Health Fears | Awaiting Blood Test Results

Note: These are fears to do with my physical health. Most likely I have nothing too serious. I don’t want to seem overdramatic or like I’m making light of serious conditions.

Dear Diary,

I’m realy scared.

I probably shouldn’t be; there is no true cause for panic yet. Doctors are confused but not extremely concerned – so it’s clearly nothing too dramatic; And yet I’m still scared.

A few months ago I noticed that my legs (mostly my right leg) was getting tired far quicker than usual. Throughout my life I’ve always taken longer and gotten tireder faster than everyone in my family- be it walking around a city centre or climbing up Ben Nevis. This was different though; My Dad grew concerned when upon a visit to Edinburgh I could barely manage to walk across Princes Street. I was stopping frequently because my legs were too weak. It had never been this noticeable before. I could convince myself that I was just lazy or unfit (even when I was struggling to do the everyday walk to the shops that takes ten minutes and that I’ve been able to do no matter how exhausted ) but when my Dad noticed then I admitted that I’d see a doctor.

The doctor looked into my eyes, checked my reflexes and told me to move my arms up and down and side to side – all good. The doctor told me that he’d get a nurse to do some blood tests and then we’d go from there. When I asked him what it is he thinks I could have, he said he wasn’t sure.

I got my blood test taken just under a week ago and I’ve been counting the seconds to call them back (they said wait a week but I’m going to check on day 6). I feel like I’m frozen just waiting to hear what to do next.
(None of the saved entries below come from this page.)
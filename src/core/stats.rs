use serde::{Deserialize, Serialize};
use std::collections::{BTreeMap, HashSet};
use crate::models::{Listing, MatchResult};

/// Summary of one matching run
#[derive(Debug, Clone, PartialEq, Serialize, Deserialize)]
pub struct MatchStats {
    pub listings_evaluated: usize,
    pub total_matches: usize,
    pub unique_listings_matched: usize,
    pub unmatched_listings: usize,
    pub average_confidence: f64,
    pub products_with_matches: usize,
    pub matches_per_product: BTreeMap<i64, usize>,
}

impl MatchStats {
    pub fn compute(listings: &[Listing], matches: &[MatchResult<'_>]) -> Self {
        let mut matches_per_product = BTreeMap::new();
        for m in matches {
            *matches_per_product.entry(m.product().id).or_insert(0) += 1;
        }

        let average_confidence = if matches.is_empty() {
            0.0
        } else {
            let sum: f64 = matches.iter().map(|m| m.confidence()).sum();
            let avg = sum / matches.len() as f64;
            (avg * 100.0).round() / 100.0
        };

        let matched_urls: HashSet<&str> = matches.iter().map(|m| m.listing().url.as_str()).collect();
        let unmatched_listings = listings
            .iter()
            .filter(|l| !matched_urls.contains(l.url.as_str()))
            .count();

        Self {
            listings_evaluated: listings.len(),
            total_matches: matches.len(),
            unique_listings_matched: matched_urls.len(),
            unmatched_listings,
            average_confidence,
            products_with_matches: matches_per_product.len(),
            matches_per_product,
        }
    }
}

#[cfg(test)]
mod tests {
    use super::*;
    use crate::core::MatchingEngine;
    use crate::models::Product;
    use rust_decimal_macros::dec;

    fn product(id: i64, model: &str) -> Product {
        Product {
            id,
            brand: "Fender".to_string(),
            model: model.to_string(),
            full_name: format!("Fender {}", model),
            category: "guitar".to_string(),
            buy_price_min: dec!(200),
            buy_price_max: dec!(800),
            sell_target: dec!(1000),
            active: true,
            fuzzy_patterns: vec![],
            aliases: vec![],
        }
    }

    #[test]
    fn test_stats_for_run() {
        let engine = MatchingEngine::default();
        let products = vec![product(1, "Stratocaster"), product(2, "Telecaster")];
        let listings = vec![
            Listing::new("a", "Fender Stratocaster sunburst", Some(dec!(500))),
            Listing::new("b", "Fender Telecaster", Some(dec!(600))),
            Listing::new("c", "Fender Stratocaster MIM", Some(dec!(400))),
            Listing::new("d", "Bicycle", Some(dec!(300))),
        ];

        let matches = engine.match_listings(&listings, &products);
        let stats = MatchStats::compute(&listings, &matches);

        assert_eq!(stats.listings_evaluated, 4);
        assert_eq!(stats.total_matches, 3);
        assert_eq!(stats.unique_listings_matched, 3);
        assert_eq!(stats.unmatched_listings, 1);
        assert_eq!(stats.products_with_matches, 2);
        assert_eq!(stats.matches_per_product.get(&1), Some(&2));
        assert_eq!(stats.matches_per_product.get(&2), Some(&1));
        assert_eq!(stats.average_confidence, 100.0);
    }

    #[test]
    fn test_stats_empty_run() {
        let stats = MatchStats::compute(&[], &[]);
        assert_eq!(stats.total_matches, 0);
        assert_eq!(stats.average_confidence, 0.0);
        assert!(stats.matches_per_product.is_empty());
    }
}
Tonight my work were going to a work dinner ( I haven’t been to work in weeks and can barely walk up the stairs half the time ) and I obviously didn’t attend. It’s the end of the season and tonight would have been my first ever proper grown-up work dinner. I was excited for it when it was mentioned four months ago before I went on sick leave.

I don’t know what I’m most scared of. Am I terrified of having some horrible rare fatal condition? Am I afraid that it’s nothing and that I’ve either been delusional or it’s something so insignificant that I’m embarassed for being in so much destress over it? I don’t know.

All I know is that until I get some answers I have no interest in keeping my room tidy, looking pretty or doing nice things. All I want to do is wait for my results, wait and be given information on how the hell to get better.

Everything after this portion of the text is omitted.